Las fugas de metano son el talón de Aquiles ambiental del sector Oil & Gas. El metano es 80 veces más potente que el CO₂ como gas de efecto invernadero en un horizonte de 20 años. Y durante décadas, detectarlas con precisión en campos de gran extensión fue técnicamente difícil y económicamente costoso.
Eso está cambiando, y más rápido de lo que el sector esperaba.
Los satélites de detección de metano de nueva generación — como los de GHGSat, MethaneSAT (lanzado por Environmental Defense Fund en 2024) y los sistemas de la startup Kairos Aerospace — pueden identificar fugas de metano en instalaciones petroleras con una resolución que antes solo era posible desde el suelo. Y lo hacen de forma continua, cubriendo áreas que ningún equipo de inspección terrestre podría monitorear con esa frecuencia.
Esto tiene dos consecuencias directas para la industria.
La primera es regulatoria: las operadoras ya no pueden asumir que las fugas menores pasan desapercibidas. Los datos satelitales son verificables, reproducibles y están siendo usados por reguladores e inversionistas para evaluar el desempeño ambiental de las empresas. La métrica de «intensidad de emisiones» por barril producido se está convirtiendo en un criterio de inversión tan importante como el costo de producción.
La segunda consecuencia es operacional: una fuga de metano detectada tempranamente no es solo un problema ambiental — es una pérdida económica directa. El gas que se fuga es gas que no se vende. Las empresas que implementan detección proactiva de fugas están mejorando simultáneamente su perfil ambiental y su recuperación de producto.
Los drones equipados con espectrómetros de gases, combinados con datos satelitales, están creando un sistema de cobertura en capas: el satélite detecta la zona general de la fuga, el drone confirma la ubicación exacta, el equipo de campo interviene con información precisa.
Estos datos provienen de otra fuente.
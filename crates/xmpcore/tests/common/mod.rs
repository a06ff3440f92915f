use xmpcore::ops::resolver;
use xmpcore::rules;
use xmpcore::xmpcore_types::{ARRAY_ITEM_NAME, XML_LANG};
use xmpcore::{ArrayForm, NodeId, NodeOptions, PropertyTree, Registries};

pub const NS_A: &str = "http://ns.example.com/a/";
pub const NS_B: &str = "http://ns.example.com/b/";

/// Standard tables plus the two example namespaces `a:` and `b:`
#[allow(dead_code)]
pub fn test_registries() -> Registries {
    let mut registries = Registries::with_standard().unwrap();
    registries.register_namespace(NS_A, "a").unwrap();
    registries.register_namespace(NS_B, "b").unwrap();
    registries
}

/// Find or create the schema node for `uri`
#[allow(dead_code)]
pub fn schema(tree: &mut PropertyTree, registries: &Registries, uri: &str) -> NodeId {
    match resolver::find_schema(tree, uri).unwrap() {
        Some(id) => id,
        None => resolver::create_schema(tree, &registries.namespaces, uri).unwrap(),
    }
}

/// Simple property or field with a value
#[allow(dead_code)]
pub fn leaf(tree: &mut PropertyTree, parent: NodeId, name: &str, value: &str) -> NodeId {
    let id = resolver::create_child(tree, parent, name, NodeOptions::simple()).unwrap();
    resolver::set_value(tree, id, value).unwrap();
    id
}

#[allow(dead_code)]
pub fn structure(tree: &mut PropertyTree, parent: NodeId, name: &str) -> NodeId {
    resolver::create_child(tree, parent, name, NodeOptions::structure()).unwrap()
}

#[allow(dead_code)]
pub fn array(tree: &mut PropertyTree, parent: NodeId, name: &str, form: ArrayForm) -> NodeId {
    resolver::create_child(tree, parent, name, NodeOptions::array(form)).unwrap()
}

/// Append a simple item to `array`
#[allow(dead_code)]
pub fn item(tree: &mut PropertyTree, array: NodeId, value: &str) -> NodeId {
    leaf(tree, array, ARRAY_ITEM_NAME, value)
}

/// Append a simple item tagged with `xml:lang`
#[allow(dead_code)]
pub fn lang_item(tree: &mut PropertyTree, array: NodeId, lang: &str, value: &str) -> NodeId {
    let id = item(tree, array, value);
    resolver::create_qualifier(tree, id, XML_LANG, lang).unwrap();
    id
}

/// A small tree touching every node shape
#[allow(dead_code)]
pub fn sample_tree(registries: &Registries) -> PropertyTree {
    let mut tree = PropertyTree::new();

    let b = schema(&mut tree, registries, NS_B);
    leaf(&mut tree, b, "b:zeta", "last");
    let point = structure(&mut tree, b, "b:point");
    leaf(&mut tree, point, "b:y", "2");
    leaf(&mut tree, point, "b:x", "1");

    let a = schema(&mut tree, registries, NS_A);
    let tags = array(&mut tree, a, "a:tags", ArrayForm::Unordered);
    item(&mut tree, tags, "pear");
    item(&mut tree, tags, "apple");
    let title = array(&mut tree, a, "a:title", ArrayForm::AltText);
    lang_item(&mut tree, title, "fr", "Bonjour");
    lang_item(&mut tree, title, "x-default", "Hello");
    lang_item(&mut tree, title, "en", "Hello");
    let steps = array(&mut tree, a, "a:steps", ArrayForm::Ordered);
    item(&mut tree, steps, "second");
    item(&mut tree, steps, "first");
    let note = leaf(&mut tree, a, "a:note", "text");
    resolver::create_qualifier(&mut tree, note, "a:source", "scan").unwrap();
    resolver::create_qualifier(&mut tree, note, XML_LANG, "en").unwrap();

    tree
}

/// Run the validator and return its text output
#[allow(dead_code)]
pub fn validation_report(tree: &PropertyTree) -> String {
    let mut text = String::new();
    rules::validate_tree(tree, &mut |s| text.push_str(s));
    text
}

/// Collect everything written to a text sink
#[allow(dead_code)]
pub fn collect(f: impl FnOnce(&mut dyn FnMut(&str))) -> String {
    let mut text = String::new();
    f(&mut |s| text.push_str(s));
    text
}
use std::collections::BTreeMap;

use xmpcore_types::names::PREFIX_SEPARATOR;

use crate::errors::{Result, XmpError};

/// Bidirectional namespace URI <-> prefix table
///
/// Prefixes are stored with their trailing `:`. Registration is additive
/// only and idempotent per URI.
#[derive(Debug, Clone, Default, PartialEq, Eq)]
pub struct NamespaceRegistry {
    uri_to_prefix: BTreeMap<String, String>,
    prefix_to_uri: BTreeMap<String, String>,
}

impl NamespaceRegistry {
    /// Create an empty registry
    pub fn new() -> Self {
        Self::default()
    }

    /// Register `uri` with a suggested prefix and return the prefix in use.
    ///
    /// If `uri` is already registered its existing prefix is returned and
    /// `suggested_prefix` is ignored. A suggested prefix already taken by a
    /// different URI is replaced by `<prefix>_<n>_:` with the smallest
    /// free `n`.
    ///
    /// # Errors
    /// * `EmptyNamespace` - If `uri` or `suggested_prefix` is empty
    /// * `InvalidXmlName` - If the prefix is not a simple XML name
    pub fn define(&mut self, uri: &str, suggested_prefix: &str) -> Result<String> {
        if uri.is_empty() || suggested_prefix.is_empty() {
            return Err(XmpError::EmptyNamespace);
        }
        let base = suggested_prefix
            .strip_suffix(PREFIX_SEPARATOR)
            .unwrap_or(suggested_prefix);
        verify_simple_xml_name(base)?;

        if let Some(existing) = self.uri_to_prefix.get(uri) {
            return Ok(existing.clone());
        }

        let mut prefix = format!("{}{}", base, PREFIX_SEPARATOR);
        let mut suffix = 1;
        while self.prefix_to_uri.contains_key(&prefix) {
            prefix = format!("{}_{}_{}", base, suffix, PREFIX_SEPARATOR);
            suffix += 1;
        }

        tracing::debug!(namespace_uri = uri, prefix = %prefix, "namespace registered");
        self.uri_to_prefix.insert(uri.to_string(), prefix.clone());
        self.prefix_to_uri.insert(prefix.clone(), uri.to_string());
        Ok(prefix)
    }

    /// Registered prefix (with trailing `:`) for `uri`
    pub fn lookup_prefix(&self, uri: &str) -> Option<&str> {
        self.uri_to_prefix.get(uri).map(String::as_str)
    }

    /// Registered URI for `prefix`, given with or without the trailing `:`
    pub fn lookup_uri(&self, prefix: &str) -> Option<&str> {
        let found = if prefix.ends_with(PREFIX_SEPARATOR) {
            self.prefix_to_uri.get(prefix)
        } else {
            self.prefix_to_uri
                .get(&format!("{}{}", prefix, PREFIX_SEPARATOR))
        };
        found.map(String::as_str)
    }

    /// Namespace deletion is not supported; registered namespaces are
    /// permanent.
    ///
    /// # Errors
    /// * `Unimplemented` - Always
    pub fn delete(&mut self, _uri: &str) -> Result<()> {
        Err(XmpError::Unimplemented {
            operation: "DeleteNamespace".to_string(),
        })
    }

    pub fn len(&self) -> usize {
        self.uri_to_prefix.len()
    }

    pub fn is_empty(&self) -> bool {
        self.uri_to_prefix.is_empty()
    }

    /// `(prefix, uri)` pairs ordered by prefix
    pub fn iter(&self) -> impl Iterator<Item = (&str, &str)> {
        self.prefix_to_uri
            .iter()
            .map(|(prefix, uri)| (prefix.as_str(), uri.as_str()))
    }
}

/// Check that `name` is a simple (unqualified) XML name
///
/// # Errors
/// * `InvalidXmlName` - If `name` is empty, starts with something other
///   than a letter or `_`, or contains characters other than letters,
///   digits, `-`, `.` and `_`
pub fn verify_simple_xml_name(name: &str) -> Result<()> {
    let mut chars = name.chars();
    let valid_start = chars
        .next()
        .is_some_and(|c| c.is_alphabetic() || c == '_');
    let valid_rest = chars.all(|c| c.is_alphanumeric() || matches!(c, '-' | '.' | '_'));
    if valid_start && valid_rest {
        Ok(())
    } else {
        Err(XmpError::InvalidXmlName {
            name: name.to_string(),
        })
    }
}
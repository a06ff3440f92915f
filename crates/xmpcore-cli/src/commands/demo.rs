//! Demo command
//!
//! Usage: xmpcore demo [--json] [--unsorted]

use clap::Args;
use xmpcore::ops::resolver;
use xmpcore::{ArrayForm, ExpandedPath, Step, XmpMeta};
use xmpcore_types::{ns, XML_LANG};

#[derive(Debug, Args)]
pub struct DemoArgs {
    /// Print the tree snapshot as JSON instead of the text dump
    #[arg(long)]
    pub json: bool,

    /// Skip the canonical sort
    #[arg(long)]
    pub unsorted: bool,
}

/// Append an item with `value` to the array `name`, creating the array
/// with `form` if needed. Returns the new item.
fn append_item(
    meta: &mut XmpMeta,
    schema: &str,
    name: &str,
    form: ArrayForm,
    value: &str,
) -> anyhow::Result<xmpcore::NodeId> {
    let count = meta.count_array_items(schema, name)?;
    let base = {
        let guard = meta.registries().read()?;
        ExpandedPath::root_property(&guard.namespaces, &guard.aliases, schema, name)?
    };
    let [schema_step, root_step] = base.steps() else {
        anyhow::bail!("unexpected path shape for {}", name);
    };
    let path = ExpandedPath::new()
        .with(schema_step.clone())
        .with(root_step.clone().with_array_form(form))
        .with(Step::ArrayIndex(count + 1));
    let item = meta
        .find_node(&path, true, None)?
        .ok_or_else(|| anyhow::anyhow!("could not create item of {}", name))?;
    resolver::set_value(meta.tree_mut(), item, value)?;
    Ok(item)
}

/// Build the sample object
pub fn build_demo() -> anyhow::Result<XmpMeta> {
    let mut meta = XmpMeta::new()?;
    meta.set_object_name(b"demo")?;

    for (lang, title) in [("fr", "Bonjour"), ("x-default", "Hello"), ("en", "Hello")] {
        let item = append_item(&mut meta, ns::DC, "title", ArrayForm::AltText, title)?;
        resolver::create_qualifier(meta.tree_mut(), item, XML_LANG, lang)?;
    }
    for subject in ["xmp", "rust", "metadata"] {
        append_item(&mut meta, ns::DC, "subject", ArrayForm::Unordered, subject)?;
    }
    for creator in ["Second Author", "First Author"] {
        append_item(&mut meta, ns::DC, "creator", ArrayForm::Ordered, creator)?;
    }

    let tool = {
        let guard = meta.registries().read()?;
        ExpandedPath::root_property(&guard.namespaces, &guard.aliases, ns::XMP, "CreatorTool")?
    };
    let tool = meta
        .find_node(&tool, true, None)?
        .ok_or_else(|| anyhow::anyhow!("could not create xmp:CreatorTool"))?;
    resolver::set_value(meta.tree_mut(), tool, "xmpcore demo")?;

    Ok(meta)
}

/// Execute demo command
pub fn execute(args: DemoArgs) -> anyhow::Result<()> {
    let mut meta = build_demo()?;
    if !args.unsorted {
        meta.sort()?;
    }

    if args.json {
        println!("{}", serde_json::to_string_pretty(&meta.snapshot()?)?);
        return Ok(());
    }

    meta.dump_object(&mut |text| print!("{}", text));
    let anomalies = meta.validate(&mut |text| eprint!("{}", text));
    if anomalies > 0 {
        anyhow::bail!("{} structural anomalies", anomalies);
    }
    Ok(())
}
Deloitte lo confirmó en su Oil & Gas Outlook 2026: estas soluciones tecnológicas están reduciendo fallas y fugas hasta en un 40%.
Para el sector petrolero en la región, donde los estándares ambientales son un criterio de habilitación para atraer inversión y operar con socios internacionales, la adopción de tecnología de monitoreo de emisiones es también una señal de seriedad institucional hacia el mercado global.
Las empresas que lideren este estándar en el sector definen las reglas del juego para todos.